* _Input_
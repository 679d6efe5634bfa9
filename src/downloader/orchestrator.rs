// Orchestrator - the single boundary between the host and the engine
//
// Every public operation returns a tagged result; no DownloadError escapes.

use super::errors::DownloadError;
use super::format_selector::FormatSelector;
use super::models::{
    DownloadOutcome, EngineOptions, EnginePolicy, MediaInfo, ProbeResponse, ProgressEvent,
    ProgressStatus,
};
use super::progress::EngineProgress;
use super::traits::{MediaEngine, ProgressForwarder, ProgressSink};
use super::utils;

pub struct DownloadOrchestrator {
    engine: Box<dyn MediaEngine>,
    policy: EnginePolicy,
}

impl DownloadOrchestrator {
    pub fn new(engine: Box<dyn MediaEngine>) -> Self {
        Self {
            engine,
            policy: EnginePolicy::default(),
        }
    }

    pub fn with_policy(mut self, policy: EnginePolicy) -> Self {
        self.policy = policy;
        self
    }

    pub fn engine_name(&self) -> &'static str {
        self.engine.name()
    }

    /// Metadata-only extraction
    pub async fn probe(&self, url: &str) -> ProbeResponse {
        match self.try_probe(url).await {
            Ok(info) => {
                tracing::info!(
                    "[Orchestrator] ✓ probe via {}: {} format(s)",
                    self.engine.name(),
                    info.formats.len()
                );
                ProbeResponse::Info(info)
            }
            Err(e) => {
                tracing::warn!("[Orchestrator] ✗ probe failed ({:?}): {}", e.kind(), e);
                ProbeResponse::Error { error: e.to_string() }
            }
        }
    }

    async fn try_probe(&self, url: &str) -> Result<MediaInfo, DownloadError> {
        let url = validate_url(url)?;
        let raw = self
            .engine
            .probe(url, &EngineOptions::for_probe(self.policy))
            .await?;

        if !raw.is_object() {
            return Err(DownloadError::ParseError(
                "engine returned a non-object info document".to_string(),
            ));
        }
        Ok(MediaInfo::from_engine_json(&raw))
    }

    /// Download `url` to `output_path`, forwarding progress to `sink`
    pub async fn download(
        &self,
        url: &str,
        output_path: &str,
        format_selector: Option<&str>,
        sink: Option<&dyn ProgressSink>,
    ) -> DownloadOutcome {
        let forwarder = ProgressForwarder::new(sink);

        match self
            .try_download(url, output_path, format_selector, &forwarder)
            .await
        {
            Ok(()) => {
                tracing::info!("[Orchestrator] ✓ download complete: {}", output_path);
                DownloadOutcome::Success {
                    path: output_path.to_string(),
                }
            }
            Err(e) => {
                tracing::warn!("[Orchestrator] ✗ download failed ({:?}): {}", e.kind(), e);
                DownloadOutcome::Error {
                    message: e.to_string(),
                }
            }
        }
    }

    async fn try_download(
        &self,
        url: &str,
        output_path: &str,
        format_selector: Option<&str>,
        forwarder: &ProgressForwarder<'_>,
    ) -> Result<(), DownloadError> {
        // Input errors are reported before the engine or the sink see anything
        let url = validate_url(url)?;
        utils::ensure_writable_destination(output_path)?;

        let format = FormatSelector::resolve(format_selector);
        tracing::info!(
            "[Orchestrator] download via {}: format={} -> {}",
            self.engine.name(),
            format,
            output_path
        );
        let options = EngineOptions::for_download(
            self.policy,
            format,
            utils::literal_output_template(output_path),
        );

        forwarder.emit(ProgressEvent::empty(ProgressStatus::Starting, output_path));

        let mut hook = |tick: EngineProgress| forwarder.emit(tick.to_event(output_path));
        let result = match self.engine.download(url, &options, &mut hook).await {
            Ok(0) => Ok(()),
            Ok(code) => Err(DownloadError::EngineExit(code)),
            Err(e) => Err(e),
        };

        if result.is_err() {
            forwarder.emit(ProgressEvent::empty(ProgressStatus::Error, output_path));
        }
        if forwarder.failures() > 0 {
            tracing::debug!("[Orchestrator] sink rejected {} event(s)", forwarder.failures());
        }
        result
    }

    /// `probe` serialized for the host
    pub async fn probe_json(&self, url: &str) -> String {
        self.probe(url).await.to_json()
    }

    /// `download` serialized for the host
    pub async fn download_json(
        &self,
        url: &str,
        output_path: &str,
        format_selector: Option<&str>,
        sink: Option<&dyn ProgressSink>,
    ) -> String {
        self.download(url, output_path, format_selector, sink)
            .await
            .to_json()
    }

    /// Blocking `probe`; must not be called from inside a tokio runtime.
    pub fn probe_blocking(&self, url: &str) -> ProbeResponse {
        run_blocking(|| self.probe(url)).unwrap_or_else(|e| ProbeResponse::Error {
            error: e.to_string(),
        })
    }

    /// Blocking `download`. Progress is delivered on the calling thread.
    /// Must not be called from inside a tokio runtime.
    pub fn download_blocking(
        &self,
        url: &str,
        output_path: &str,
        format_selector: Option<&str>,
        sink: Option<&dyn ProgressSink>,
    ) -> DownloadOutcome {
        run_blocking(|| self.download(url, output_path, format_selector, sink)).unwrap_or_else(|e| {
            DownloadOutcome::Error {
                message: e.to_string(),
            }
        })
    }
}

fn validate_url(url: &str) -> Result<&str, DownloadError> {
    let trimmed = url.trim();
    if trimmed.is_empty() {
        return Err(DownloadError::EmptyUrl);
    }
    Ok(trimmed)
}

/// Drive `make()` to completion on a current-thread runtime owned by this call.
/// Panics inside the engine are turned into errors.
fn run_blocking<F, Fut, T>(make: F) -> Result<T, DownloadError>
where
    F: FnOnce() -> Fut,
    Fut: std::future::Future<Output = T>,
{
    let runtime = tokio::runtime::Builder::new_current_thread()
        .enable_all()
        .build()
        .map_err(|e| DownloadError::ExecutionError(format!("Failed to start runtime: {}", e)))?;

    std::panic::catch_unwind(std::panic::AssertUnwindSafe(|| runtime.block_on(make())))
        .map_err(|_| DownloadError::Unknown("engine panicked".to_string()))
}

#[cfg(test)]
mod tests {
    use super::*;
    use async_trait::async_trait;
    use serde_json::{json, Value};
    use std::sync::atomic::{AtomicUsize, Ordering};
    use std::sync::Arc;

    use crate::downloader::traits::ProgressHook;

    /// Counts engine calls so validation paths can prove the engine was skipped
    struct CountingEngine {
        calls: Arc<AtomicUsize>,
    }

    #[async_trait]
    impl MediaEngine for CountingEngine {
        fn name(&self) -> &'static str {
            "counting"
        }

        async fn probe(&self, _url: &str, _options: &EngineOptions) -> Result<Value, DownloadError> {
            self.calls.fetch_add(1, Ordering::SeqCst);
            Ok(json!("not an object"))
        }

        async fn download(
            &self,
            _url: &str,
            _options: &EngineOptions,
            _on_progress: &mut ProgressHook<'_>,
        ) -> Result<i32, DownloadError> {
            self.calls.fetch_add(1, Ordering::SeqCst);
            Ok(0)
        }
    }

    fn counting() -> (DownloadOrchestrator, Arc<AtomicUsize>) {
        let calls = Arc::new(AtomicUsize::new(0));
        let engine = CountingEngine { calls: calls.clone() };
        (DownloadOrchestrator::new(Box::new(engine)), calls)
    }

    #[tokio::test]
    async fn test_empty_url_skips_engine() {
        let (orchestrator, calls) = counting();

        let probe = orchestrator.probe("   ").await;
        assert_eq!(probe, ProbeResponse::Error { error: "URL must not be empty".to_string() });

        let dir = tempfile::tempdir().unwrap();
        let out = dir.path().join("a.mp4");
        let outcome = orchestrator.download("", out.to_str().unwrap(), None, None).await;
        assert!(!outcome.is_success());

        assert_eq!(calls.load(Ordering::SeqCst), 0);
    }

    #[tokio::test]
    async fn test_unwritable_path_skips_engine() {
        let (orchestrator, calls) = counting();
        let outcome = orchestrator
            .download("https://a.example/v", "/definitely/missing/dir/a.mp4", None, None)
            .await;

        match outcome {
            DownloadOutcome::Error { message } => assert!(message.contains("not writable")),
            other => panic!("unexpected outcome: {:?}", other),
        }
        assert_eq!(calls.load(Ordering::SeqCst), 0);
    }

    #[tokio::test]
    async fn test_non_object_probe_document_is_error() {
        let (orchestrator, calls) = counting();
        assert!(orchestrator.probe("https://a.example/v").await.is_error());
        assert_eq!(calls.load(Ordering::SeqCst), 1);
    }

    #[test]
    fn test_blocking_wrappers() {
        let (orchestrator, _) = counting();
        let dir = tempfile::tempdir().unwrap();
        let out = dir.path().join("a.mp4");
        let outcome = orchestrator.download_blocking("https://a.example/v", out.to_str().unwrap(), None, None);
        assert!(outcome.is_success());
        assert!(orchestrator.probe_blocking("https://a.example/v").is_error());
    }
}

* _Directions_
Copy, from the lines above, each one that holds "DownloadOrchestrator".

* _Task solution_
pub struct DownloadOrchestrator {
impl DownloadOrchestrator {
    fn counting() -> (DownloadOrchestrator, Arc<AtomicUsize>) {
        (DownloadOrchestrator::new(Box::new(engine)), calls)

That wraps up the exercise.